Daye was convicted in the New York Supreme Court in June 1976 of felony murder, intentional murder, and two counts of first degree robbery as a result of events that occurred on March 19, 1974, at the E & D Luncheonette on 144th Street in the Bronx. His conviction was affirmed by the Appellate Division without opinion, People v. Daye, 72 A.D.2d 669, 421 N.Y.S.2d 955 (1979), and leave to appeal to the New York Court of Appeals was denied, 48 N.Y.2d 978, 425 N.Y.S.2d 1034, 401 N.E.2d 421 (1979).

The evidence at trial disclosed that a man entered the luncheonette and robbed the patrons and the employees at gunpoint. In the course of the robbery, he pointed a pistol at the cook, while trying to remove the cook's wallet from a rear pocket of the cook's trousers. The robber fired his weapon, fatally wounding the cook. The bullet passed through the cook's body and lodged in a finger of the robber's hand. Several persons in the luncheonette heard the robber exclaim that he had just shot himself in the hand. The robber then pointed his pistol at a patron and an employee and pulled the trigger, but fortunately the weapon misfired. After taking money from several patrons and employees and placing it in a paper bag, the robber fled from the luncheonette. One of the patrons saw him enter a nearby building on 142nd Street and directed police to the building. A detective on the roof of the building saw Daye climb out of a third-floor window of the building and crawl down a drainpipe. The detective ran downstairs, broke through a hall window on the landing, pulled Daye into the building through the window, and arrested him. One of the patrons, David Miller, who was standing behind the detective on the landing, immediately identified Daye as the person who had robbed the people in the luncheonette a few minutes earlier.

At trial Miller and three others from the luncheonette positively identified Daye as the robber. The prosecution also introduced into evidence a wallet taken from one of the patrons, a small amount of cash in a paper bag, and a pistol identified at trial as the weapon the robber had carried; all these items were found in a third-floor apartment of the building in which Daye was arrested. Perhaps the most devastating evidence was the fact that Daye's left hand disclosed a bullet wound when he was arrested, a bullet was removed from his hand hours later at a hospital, and ballistics evidence confirmed that the bullet had been fired from the pistol found in the third-floor apartment.
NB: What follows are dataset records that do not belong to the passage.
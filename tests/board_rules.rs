//! Board mutation and win detection through the public API

use noughts::{
    Error, InvalidMoveReason,
    tictactoe::{BoardState, Player, WINNING_LINES, WinDetector},
};
use rand::{SeedableRng, rngs::StdRng};

mod common;

#[test]
fn test_apply_then_revert_restores_empty_board() {
    let mut rng = StdRng::seed_from_u64(17);
    for plies in 0..=9 {
        let sample = common::random_position(&mut rng, plies);
        let mut board = sample.board.clone();

        for &(position, _) in sample.history.iter().rev() {
            board.revert_move(position);
        }

        assert_eq!(board, BoardState::new(), "history: {:?}", sample.history);
    }
}

#[test]
fn test_every_line_is_detected_from_each_of_its_cells() {
    for line in WINNING_LINES {
        for (order, &last) in line.iter().enumerate() {
            let mut board = BoardState::new();
            for (i, &pos) in line.iter().enumerate() {
                if i != order {
                    board.apply_move(pos, Player::O).unwrap();
                }
            }
            assert_eq!(board.winner(), None);

            board.apply_move(last, Player::O).unwrap();
            assert_eq!(board.winner(), Some(Player::O), "line {line:?}");
            assert!(WinDetector::has_won(board.cells(), Player::O));
        }
    }
}

#[test]
fn test_top_row_completes_on_last_cell() {
    let mut board = BoardState::new();
    board.apply_move(0, Player::X).unwrap();
    board.apply_move(1, Player::X).unwrap();
    board.apply_move(2, Player::X).unwrap();

    assert_eq!(board.winner(), Some(Player::X));
    assert!(board.is_terminal());
}

#[test]
fn test_illegal_moves_leave_board_unchanged() {
    let mut board = BoardState::new();
    board.apply_move(4, Player::X).unwrap();
    let before = board.clone();

    let occupied = board.apply_move(4, Player::O).unwrap_err();
    assert!(matches!(
        occupied,
        Error::InvalidMove {
            position: 4,
            reason: InvalidMoveReason::Occupied
        }
    ));

    let out_of_range = board.apply_move(9, Player::O).unwrap_err();
    assert!(out_of_range.is_invalid_move());

    assert_eq!(board, before);
}

#[test]
fn test_revert_clears_winner() {
    let mut board = BoardState::from_string("XX. OO. ...").unwrap();
    board.apply_move(2, Player::X).unwrap();
    assert_eq!(board.winner(), Some(Player::X));

    board.revert_move(2);

    assert_eq!(board.winner(), None);
    assert_eq!(board.available_moves(), vec![2, 5, 6, 7, 8]);
}
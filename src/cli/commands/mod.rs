//! Subcommands of the noughts binary

pub mod analyze;
pub mod play;
pub mod selfplay;
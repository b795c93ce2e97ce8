//! Adversarial game-tree search

pub mod minimax;

pub use minimax::{
    INFINITY, MinimaxSearch, NEG_INFINITY, Pruning, SearchResult, SearchStats, evaluate,
    evaluate_exhaustive,
};
//! Configuration types for agent creation.

use serde::{Deserialize, Serialize};

use crate::tictactoe::Player;

/// How the agent picks its move on an empty board
#[derive(Debug, Clone, Copy, PartialEq, Eq, Default, Serialize, Deserialize)]
pub enum OpeningPolicy {
    /// Pick uniformly among all nine cells without searching. Every opening
    /// draws under perfect defence, so a full 9-ply search adds nothing.
    #[default]
    Random,
    /// Run the regular search on the empty board as well
    Search,
}

/// Configuration for creating an [`AiAgent`](crate::agent::AiAgent).
///
/// # Examples
///
/// ```
/// use noughts::config::{AgentConfig, OpeningPolicy};
/// use noughts::tictactoe::Player;
///
/// let config = AgentConfig::new(Player::O)
///     .with_seed(42)
///     .with_opening(OpeningPolicy::Random);
/// assert_eq!(config.seed, Some(42));
/// ```
#[derive(Debug, Clone, Serialize, Deserialize)]
pub struct AgentConfig {
    /// Mark the agent plays and maximizes for
    pub player: Player,
    /// Random seed for reproducible openings
    pub seed: Option<u64>,
    /// Empty-board behaviour
    pub opening: OpeningPolicy,
}

impl AgentConfig {
    /// Create a configuration for `player` with a random opening and no seed
    pub fn new(player: Player) -> Self {
        Self {
            player,
            seed: None,
            opening: OpeningPolicy::default(),
        }
    }

    /// Set the random seed for deterministic behavior.
    pub fn with_seed(mut self, seed: u64) -> Self {
        self.seed = Some(seed);
        self
    }

    pub fn with_opening(mut self, opening: OpeningPolicy) -> Self {
        self.opening = opening;
        self
    }
}

impl Default for AgentConfig {
    fn default() -> Self {
        Self::new(Player::O)
    }
}
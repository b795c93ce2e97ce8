//! Random policy baseline

use rand::{SeedableRng, prelude::IndexedRandom, random, rngs::StdRng};

use crate::{
    Error, Result,
    ports::MoveSource,
    tictactoe::{BoardState, Player},
};

/// Plays a uniformly random empty cell
pub struct RandomAgent {
    rng: StdRng,
}

impl RandomAgent {
    pub fn new() -> Self {
        Self {
            rng: StdRng::seed_from_u64(random()),
        }
    }

    /// Create a new random agent with a deterministic seed
    pub fn with_seed(seed: u64) -> Self {
        Self {
            rng: StdRng::seed_from_u64(seed),
        }
    }
}

impl Default for RandomAgent {
    fn default() -> Self {
        Self::new()
    }
}

impl MoveSource for RandomAgent {
    fn select_move(&mut self, state: &mut BoardState, _player: Player) -> Result<usize> {
        if state.is_terminal() {
            return Err(Error::NoValidMoves);
        }
        state
            .available_moves()
            .choose(&mut self.rng)
            .copied()
            .ok_or(Error::NoValidMoves)
    }

    fn name(&self) -> &str {
        "random"
    }
}
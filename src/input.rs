//! Process-list loader.
//!
//! One job per line:
//!
//! ```text
//! <arrival> <pid> <exec> <tag>
//! ```
//!
//! Fields are whitespace separated; the three numbers are unsigned
//! integers and tag `p` marks a parallelizable job (any other tag is
//! sequential). Blank lines are skipped. Any other deviation aborts the
//! load with [`SimError::MalformedInput`].

use std::fs;
use std::path::Path;

use tracing::{debug, warn};

use crate::error::{Result, SimError};
use crate::models::{ExecutionMode, JobSpec};

/// Parses process-list text.
///
/// # Example
/// ```
/// use procsim::input::parse_process_list;
/// use procsim::models::ExecutionMode;
///
/// let specs = parse_process_list("0 1 5 n\n2 7 4 p\n").unwrap();
/// assert_eq!(specs.len(), 2);
/// assert_eq!(specs[1].id, 7);
/// assert_eq!(specs[1].mode, ExecutionMode::Parallel);
/// ```
pub fn parse_process_list(text: &str) -> Result<Vec<JobSpec>> {
    let mut specs = Vec::new();

    for (index, line) in text.lines().enumerate() {
        let line_no = index + 1;
        if line.trim().is_empty() {
            continue;
        }

        let fields: Vec<&str> = line.split_whitespace().collect();
        let &[arrival, pid, exec, tag] = fields.as_slice() else {
            return Err(SimError::malformed(
                line_no,
                format!("expected 4 fields, found {}", fields.len()),
            ));
        };

        let arrival = parse_field(arrival, "arrival time", line_no)?;
        let id = parse_field(pid, "pid", line_no)?;
        let exec_time = parse_field(exec, "execution time", line_no)?;
        let mode = ExecutionMode::from_tag(tag);
        if mode == ExecutionMode::Sequential && tag != ExecutionMode::Sequential.as_tag() {
            debug!(line = line_no, tag, "unrecognised tag treated as sequential");
        }

        specs.push(JobSpec::new(id, arrival, exec_time).with_mode(mode));
    }

    if let Some(gap) = largest_arrival_gap(&specs) {
        if gap > 10_000 {
            warn!(gap, "process list has a long idle stretch between arrivals");
        }
    }

    Ok(specs)
}

/// Reads and parses a process-list file.
pub fn load_process_list(path: impl AsRef<Path>) -> Result<Vec<JobSpec>> {
    let path = path.as_ref();
    let text = fs::read_to_string(path)?;
    let specs = parse_process_list(&text)?;
    debug!(path = %path.display(), jobs = specs.len(), "process list loaded");
    Ok(specs)
}

/// Renders specs in process-list format, one line per job.
pub fn to_process_list(specs: &[JobSpec]) -> String {
    specs
        .iter()
        .map(|s| format!("{} {} {} {}\n", s.arrival, s.id, s.exec_time, s.mode.as_tag()))
        .collect()
}

fn parse_field(raw: &str, name: &str, line: usize) -> Result<u64> {
    raw.parse()
        .map_err(|e| SimError::malformed(line, format!("invalid {name} '{raw}': {e}")))
}

fn largest_arrival_gap(specs: &[JobSpec]) -> Option<u64> {
    let mut arrivals: Vec<u64> = specs.iter().map(|s| s.arrival).collect();
    arrivals.sort_unstable();
    arrivals.windows(2).map(|w| w[1] - w[0]).max()
}
//! Dispatching strategies.
//!
//! A strategy answers three questions every tick, for the jobs whose
//! arrival tick is now:
//!
//! 1. In which order are the arriving jobs placed?
//! 2. Which processor receives each sub-unit of a job?
//! 3. Where in that processor's pending queue does the sub-unit go?
//!
//! Two strategies are built in:
//!
//! | Strategy | Arrival order | Processor choice | Queue position |
//! |----------|---------------|------------------|----------------|
//! | [`ShortestRemaining`] (default) | shortest first sub-unit, lower id | least remaining work | shortest remaining; may preempt |
//! | [`WaitBalanced`] (`-c`) | shortest first sub-unit, lower id | least accumulated waiting | least waiting; never preempts |
//!
//! # Usage
//!
//! ```
//! use procsim::dispatching::{DispatchContext, StrategyKind};
//! use procsim::models::{JobSpec, Processor, Workload};
//!
//! let workload = Workload::build(&[JobSpec::new(1, 0, 3)], 2).unwrap();
//! let mut processors: Vec<Processor> = (0..2).map(Processor::new).collect();
//!
//! let strategy = StrategyKind::ShortestRemaining.build();
//! let ctx = DispatchContext::at_time(0, &workload);
//! assert_eq!(strategy.schedule(&mut processors, &ctx), 1);
//! assert_eq!(processors[0].pending().len(), 1);
//! ```

mod context;
mod ranking;
mod shortest_remaining;
mod wait_balanced;

pub use context::DispatchContext;
pub use shortest_remaining::ShortestRemaining;
pub use wait_balanced::WaitBalanced;

use serde::{Deserialize, Serialize};
use std::fmt::Debug;
use tracing::debug;

use crate::container::OrderedList;
use crate::models::{Processor, ProcessorId, UnitRef};

/// A policy for placing newly arrived work onto processors.
///
/// Processors must be indexed by their id. Strategies only reorder
/// queues; they never advance work.
pub trait SchedulingStrategy: Send + Sync + Debug {
    /// Short name (e.g. "SRT").
    fn name(&self) -> &'static str;

    /// Strategy description.
    fn description(&self) -> &'static str {
        self.name()
    }

    /// Arena indices of the jobs arriving at `ctx.now`, in placement order.
    fn rank_arrivals(&self, ctx: &DispatchContext<'_>) -> OrderedList<usize>;

    /// Every processor id, best target first.
    fn rank_processors(&self, processors: &[Processor], ctx: &DispatchContext<'_>)
        -> OrderedList<ProcessorId>;

    /// Places one sub-unit on its target processor.
    fn place(&self, unit: UnitRef, processor: &mut Processor, ctx: &DispatchContext<'_>);

    /// Assigns every job arriving at `ctx.now`.
    ///
    /// The processor ranking is rebuilt for each job, so later arrivals see
    /// the placements of earlier ones. The i-th sub-unit of a job goes to
    /// the i-th ranked processor. Returns the number of arriving jobs.
    fn schedule(&self, processors: &mut [Processor], ctx: &DispatchContext<'_>) -> usize {
        let arrivals = self.rank_arrivals(ctx);

        for &job in &arrivals {
            let ranking = self.rank_processors(processors, ctx);
            debug!(
                strategy = self.name(),
                now = ctx.now,
                job = ctx.workload.job(job).id(),
                ranking = ?ranking.as_slice(),
                "assigning arrival"
            );

            for (unit, &cpu) in ctx.workload.unit_refs(job).zip(ranking.iter()) {
                self.place(unit, &mut processors[cpu], ctx);
            }
        }

        arrivals.len()
    }
}

/// Selects one of the built-in strategies.
#[derive(Debug, Clone, Copy, PartialEq, Eq, Default, Serialize, Deserialize)]
pub enum StrategyKind {
    /// Shortest-remaining-time with preemption.
    #[default]
    ShortestRemaining,
    /// Waiting-time balancing without preemption.
    WaitBalanced,
}

impl StrategyKind {
    /// Maps the `-c` command-line flag.
    pub fn from_custom_flag(custom: bool) -> Self {
        if custom {
            Self::WaitBalanced
        } else {
            Self::ShortestRemaining
        }
    }

    /// Instantiates the strategy.
    pub fn build(self) -> Box<dyn SchedulingStrategy> {
        match self {
            Self::ShortestRemaining => Box::new(ShortestRemaining),
            Self::WaitBalanced => Box::new(WaitBalanced),
        }
    }
}
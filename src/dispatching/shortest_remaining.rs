//! Shortest-remaining-time strategy (the default).
//!
//! - Arrivals: shortest first sub-unit first, lower job id on a tie.
//! - Processors: least total remaining work first, lower id on a tie.
//! - Queue: ordered by remaining time, lower job id on a tie. An incoming
//!   sub-unit shorter than the running one (or equal, from a lower job id)
//!   preempts it.

use tracing::debug;

use super::ranking::{arrives_before, rank_processors_by};
use super::{DispatchContext, SchedulingStrategy};
use crate::container::OrderedList;
use crate::models::{Processor, ProcessorId, UnitRef};

/// Shortest Remaining Time with preemption.
#[derive(Debug, Clone, Copy, Default)]
pub struct ShortestRemaining;

impl SchedulingStrategy for ShortestRemaining {
    fn name(&self) -> &'static str {
        "SRT"
    }

    fn description(&self) -> &'static str {
        "Shortest Remaining Time"
    }

    /// Keeps the fastest and slowest keys seen so far, so a new minimum or
    /// maximum is placed without scanning.
    fn rank_arrivals(&self, ctx: &DispatchContext<'_>) -> OrderedList<usize> {
        let workload = ctx.workload;
        let mut ranked = OrderedList::new();
        let (mut fastest, mut slowest) = (0, 0);

        for job in workload.arrivals_at(ctx.now) {
            let exec = workload.job(job).first_exec_time();

            let at = if ranked.is_empty() {
                fastest = exec;
                slowest = exec;
                0
            } else if exec < fastest {
                fastest = exec;
                0
            } else if exec > slowest {
                slowest = exec;
                ranked.len()
            } else {
                ranked.insertion_point(|&existing| arrives_before(workload, job, existing))
            };

            ranked.insert_at(at, job);
        }

        ranked
    }

    fn rank_processors(
        &self,
        processors: &[Processor],
        ctx: &DispatchContext<'_>,
    ) -> OrderedList<ProcessorId> {
        rank_processors_by(processors, |candidate, existing| {
            let rem = candidate.remaining_time(ctx.workload);
            let rem2 = existing.remaining_time(ctx.workload);
            rem < rem2 || (rem == rem2 && candidate.id() < existing.id())
        })
    }

    fn place(&self, unit: UnitRef, processor: &mut Processor, ctx: &DispatchContext<'_>) {
        let workload = ctx.workload;
        let incoming = workload.unit(unit).exec_time;
        let incoming_id = workload.parent(unit).id();

        if let Some(current) = processor.current() {
            let held = workload.remaining(current);
            let held_id = workload.parent(current).id();

            if held > 0 && (incoming < held || (incoming == held && incoming_id < held_id)) {
                debug!(
                    cpu = processor.id(),
                    job = incoming_id,
                    preempted = held_id,
                    "preempting current sub-unit"
                );
                processor.preempt_with(unit);
                return;
            }
        }

        let at = processor.pending().insertion_point(|&queued| {
            let rem = workload.remaining(queued);
            incoming < rem || (incoming == rem && incoming_id < workload.parent(queued).id())
        });
        debug!(cpu = processor.id(), job = incoming_id, position = at, "queued");
        processor.pending_mut().insert_at(at, unit);
    }
}
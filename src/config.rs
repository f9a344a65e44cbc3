//! Run configuration.

use std::path::{Path, PathBuf};

use serde::{Deserialize, Serialize};

use crate::dispatching::StrategyKind;
use crate::error::{Result, SimError};

/// How the final report is printed.
#[derive(Debug, Clone, Copy, PartialEq, Eq, Default, Serialize, Deserialize)]
pub enum ReportFormat {
    /// Three human-readable lines.
    #[default]
    Text,
    /// One JSON object.
    Json,
}

/// Everything needed to start a run.
#[derive(Debug, Clone, PartialEq, Serialize, Deserialize)]
pub struct SimConfig {
    /// Path of the process list.
    pub process_list: PathBuf,
    /// Number of simulated processors.
    pub processors: usize,
    /// Dispatching strategy.
    pub strategy: StrategyKind,
    /// Final report format.
    pub report_format: ReportFormat,
}

impl SimConfig {
    /// Creates a config with the default strategy and text report.
    pub fn new(process_list: impl Into<PathBuf>, processors: usize) -> Self {
        Self {
            process_list: process_list.into(),
            processors,
            strategy: StrategyKind::default(),
            report_format: ReportFormat::default(),
        }
    }

    /// Sets the dispatching strategy.
    pub fn with_strategy(mut self, strategy: StrategyKind) -> Self {
        self.strategy = strategy;
        self
    }

    /// Sets the report format.
    pub fn with_report_format(mut self, format: ReportFormat) -> Self {
        self.report_format = format;
        self
    }

    /// Path of the process list.
    pub fn process_list(&self) -> &Path {
        &self.process_list
    }

    /// Checks the options before any file is touched.
    ///
    /// # Errors
    /// [`SimError::Configuration`] for zero processors or an empty path.
    pub fn validate(&self) -> Result<()> {
        if self.process_list.as_os_str().is_empty() {
            return Err(SimError::Configuration(
                "a process list file is required".into(),
            ));
        }
        if self.processors == 0 {
            return Err(SimError::Configuration("no processor to be made".into()));
        }
        Ok(())
    }
}

#[cfg(test)]
mod tests {
    use super::*;

    #[test]
    fn test_builder() {
        let config = SimConfig::new("jobs.txt", 4)
            .with_strategy(StrategyKind::WaitBalanced)
            .with_report_format(ReportFormat::Json);

        assert_eq!(config.process_list(), Path::new("jobs.txt"));
        assert_eq!(config.processors, 4);
        assert_eq!(config.strategy, StrategyKind::WaitBalanced);
        assert_eq!(config.report_format, ReportFormat::Json);
        assert!(config.validate().is_ok());
    }

    #[test]
    fn test_zero_processors() {
        let err = SimConfig::new("jobs.txt", 0).validate().unwrap_err();
        assert!(matches!(err, SimError::Configuration(_)));
        assert_eq!(err.to_string(), "configuration error: no processor to be made");
    }

    #[test]
    fn test_empty_path() {
        assert!(SimConfig::new("", 2).validate().is_err());
    }

    #[test]
    fn test_defaults() {
        let config = SimConfig::new("jobs.txt", 1);
        assert_eq!(config.strategy, StrategyKind::ShortestRemaining);
        assert_eq!(config.report_format, ReportFormat::Text);
    }
}
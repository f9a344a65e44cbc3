//! Waiting-time balancing strategy (`-c`).
//!
//! Shortest-remaining-time starves long jobs: every short arrival jumps
//! ahead of them. This strategy spreads work by how long the queued work
//! has already waited instead of by how much is left.
//!
//! - Arrivals: shortest first sub-unit first, lower job id on a tie.
//! - Processors: least summed waiting time of queued work first, then
//!   least remaining work, then lower id.
//! - Queue: ordered by waiting time, then remaining time, then job id.
//!   The running sub-unit is never preempted.

use tracing::debug;

use super::ranking::{rank_arrivals_by_insertion, rank_processors_by};
use super::{DispatchContext, SchedulingStrategy};
use crate::container::OrderedList;
use crate::models::{Processor, ProcessorId, UnitRef};

/// Waiting-time balanced placement without preemption.
#[derive(Debug, Clone, Copy, Default)]
pub struct WaitBalanced;

impl SchedulingStrategy for WaitBalanced {
    fn name(&self) -> &'static str {
        "WAIT"
    }

    fn description(&self) -> &'static str {
        "Waiting-Time Balanced"
    }

    fn rank_arrivals(&self, ctx: &DispatchContext<'_>) -> OrderedList<usize> {
        rank_arrivals_by_insertion(ctx)
    }

    /// Waiting loads are recomputed on every comparison.
    fn rank_processors(
        &self,
        processors: &[Processor],
        ctx: &DispatchContext<'_>,
    ) -> OrderedList<ProcessorId> {
        let (workload, now) = (ctx.workload, ctx.now);

        rank_processors_by(processors, |candidate, existing| {
            let load = candidate.waiting_load(workload, now);
            let load2 = existing.waiting_load(workload, now);
            if load != load2 {
                return load < load2;
            }

            let rem = candidate.remaining_time(workload);
            let rem2 = existing.remaining_time(workload);
            rem < rem2 || (rem == rem2 && candidate.id() < existing.id())
        })
    }

    fn place(&self, unit: UnitRef, processor: &mut Processor, ctx: &DispatchContext<'_>) {
        let (workload, now) = (ctx.workload, ctx.now);
        // zero for a sub-unit arriving now
        let waiting = workload.waiting_time(unit, now);
        let rem = workload.remaining(unit);
        let id = workload.parent(unit).id();

        let at = processor.pending().insertion_point(|&queued| {
            let waiting2 = workload.waiting_time(queued, now);
            if waiting != waiting2 {
                return waiting < waiting2;
            }

            let rem2 = workload.remaining(queued);
            rem < rem2 || (rem == rem2 && id < workload.parent(queued).id())
        });

        debug!(cpu = processor.id(), job = id, position = at, "queued");
        processor.pending_mut().insert_at(at, unit);
    }
}

#[cfg(test)]
mod tests {
    use super::*;
    use crate::dispatching::ShortestRemaining;
    use crate::models::{JobSpec, Workload};

    /// P0 runs a long job with nothing queued; P1 has a short job that has
    /// been waiting since tick 0. A new job arrives at tick 3.
    fn contested() -> (Workload, Vec<Processor>) {
        let workload = Workload::build(
            &[
                JobSpec::new(1, 0, 10),
                JobSpec::new(2, 0, 1),
                JobSpec::new(3, 3, 2),
            ],
            2,
        )
        .unwrap();
        let mut processors: Vec<Processor> = (0..2).map(Processor::new).collect();
        processors[0].set_current(Some(UnitRef::new(0, 0)));
        processors[1].pending_mut().push(UnitRef::new(1, 0));
        (workload, processors)
    }

    #[test]
    fn test_prefers_least_waiting_over_least_work() {
        let (workload, mut processors) = contested();
        let ctx = DispatchContext::at_time(3, &workload);

        assert_eq!(WaitBalanced.schedule(&mut processors, &ctx), 1);
        // never preempts the running job
        assert_eq!(processors[0].current(), Some(UnitRef::new(0, 0)));
        assert_eq!(processors[0].pending().as_slice(), &[UnitRef::new(2, 0)]);
        assert_eq!(processors[1].pending().len(), 1);
    }

    #[test]
    fn test_default_strategy_diverges_on_same_state() {
        let (workload, mut processors) = contested();
        let ctx = DispatchContext::at_time(3, &workload);

        ShortestRemaining.schedule(&mut processors, &ctx);
        assert!(processors[0].pending().is_empty());
        assert_eq!(
            processors[1].pending().as_slice(),
            &[UnitRef::new(1, 0), UnitRef::new(2, 0)]
        );
    }

    #[test]
    fn test_ties_fall_back_to_remaining_then_id() {
        let workload = Workload::build(
            &[
                JobSpec::new(1, 0, 5),
                JobSpec::new(2, 0, 5),
                JobSpec::new(3, 0, 5),
            ],
            2,
        )
        .unwrap();
        let mut processors: Vec<Processor> = (0..2).map(Processor::new).collect();
        let ctx = DispatchContext::at_time(0, &workload);
        WaitBalanced.schedule(&mut processors, &ctx);

        // job 1 → P0 (all tied), job 2 → P1 (less work), job 3 → P0 (tied, lower id)
        assert_eq!(
            processors[0].pending().as_slice(),
            &[UnitRef::new(0, 0), UnitRef::new(2, 0)]
        );
        assert_eq!(processors[1].pending().as_slice(), &[UnitRef::new(1, 0)]);
    }

    #[test]
    fn test_fresh_arrival_goes_ahead_of_waiting_work() {
        let workload =
            Workload::build(&[JobSpec::new(1, 0, 2), JobSpec::new(2, 4, 9)], 1).unwrap();
        let ctx = DispatchContext::at_time(4, &workload);
        let mut cpu = Processor::new(0);
        cpu.pending_mut().push(UnitRef::new(0, 0));

        WaitBalanced.place(UnitRef::new(1, 0), &mut cpu, &ctx);
        assert_eq!(
            cpu.pending().as_slice(),
            &[UnitRef::new(1, 0), UnitRef::new(0, 0)]
        );
    }
}
mod cli;

use std::io::{self, BufWriter, Write};

use anyhow::{Context, Result};
use clap::Parser;
use tracing::info;

use procsim::config::ReportFormat;
use procsim::simulation::Simulation;

use crate::cli::CliArgs;

fn main() -> Result<()> {
    // Trace lines own stdout; logs go to stderr
    tracing_subscriber::fmt()
        .with_env_filter(
            tracing_subscriber::EnvFilter::try_from_default_env()
                .unwrap_or_else(|_| tracing_subscriber::EnvFilter::new("warn")),
        )
        .with_target(false)
        .with_writer(io::stderr)
        .init();

    let config = CliArgs::parse().into_config();
    info!(
        file = %config.process_list.display(),
        processors = config.processors,
        strategy = ?config.strategy,
        "starting"
    );

    let mut sim = Simulation::from_config(&config).with_context(|| {
        format!(
            "failed to set up simulation from {}",
            config.process_list.display()
        )
    })?;

    let stdout = io::stdout();
    let mut out = BufWriter::new(stdout.lock());
    let mut write_error = None;
    let report = sim.run(|event| {
        if write_error.is_none() {
            if let Err(e) = writeln!(out, "{event}") {
                write_error = Some(e);
            }
        }
    });
    if let Some(e) = write_error {
        return Err(e).context("failed to write trace");
    }

    match config.report_format {
        ReportFormat::Text => writeln!(out, "{report}")?,
        ReportFormat::Json => {
            serde_json::to_writer(&mut out, &report).context("failed to write report")?;
            writeln!(out)?;
        }
    }
    out.flush().context("failed to flush output")?;

    Ok(())
}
Daye was the only witness to testify for the defense. He acknowledged being present in the luncheonette, but claimed to have been a victim rather than the perpetrator of the robbery and the shooting. He testified that he felt a pain in his hand when the cook was shot and later discovered that he had been struck by a bullet. He denied exclaiming that he had shot himself in the hand. He claimed that he ran out of the luncheonette because he had previously been arrested for being present at the scene of a crime and he was afraid of the police.

II.

The circumstances claimed to have rendered the trial constitutionally unfair concern the extent and nature of the questioning of witnesses, including the defendant, undertaken in the presence of the jury by the state court trial judge, Justice Burton B. Roberts. The flavor of the judge's questioning, including the instances likely to have been most detrimental to the defendant, can be appreciated from a reading of the portions of the transcript set out in the opinion of Judge Lumbard, dissenting from the panel's original decision on exhaustion of state court remedies and favoring granting the writ on the merits. Daye I, supra, 663 F.2d at 1160-71. Much of the questioning pressed the witnesses to be precise as to the details of their testimony, especially the exact locations of the witness and the robber. To place the trial judge's questioning in some perspective, we have reviewed the entire state court transcript and conclude that, of the 478 pages reflecting examination of witnesses, on 192 pages Justice Roberts asked no questions, on 257 pages he asked one or more questions that clarified matters in evidence, and on 29 pages he asked questions that elicited new evidence, challenged the defendant's version, or pointedly reenforced testimony favorable to the prosecution.

Three categories of questioning plainly were detrimental to the defendant. First, the trial judge intervened to afford two witnesses an opportunity to reenforce the certainty of their identification of the defendant. After the first witness for the prosecution, William Wright, had identified Daye in the courtroom as the robber, the following occurred:

The Court: Any questions about that; is that the man?

Wright: No doubt.

The Court: No doubt in your mind?

Wright: No.

During the cross-examination of Wright, the following occurred:

The Court: Can you make an identification?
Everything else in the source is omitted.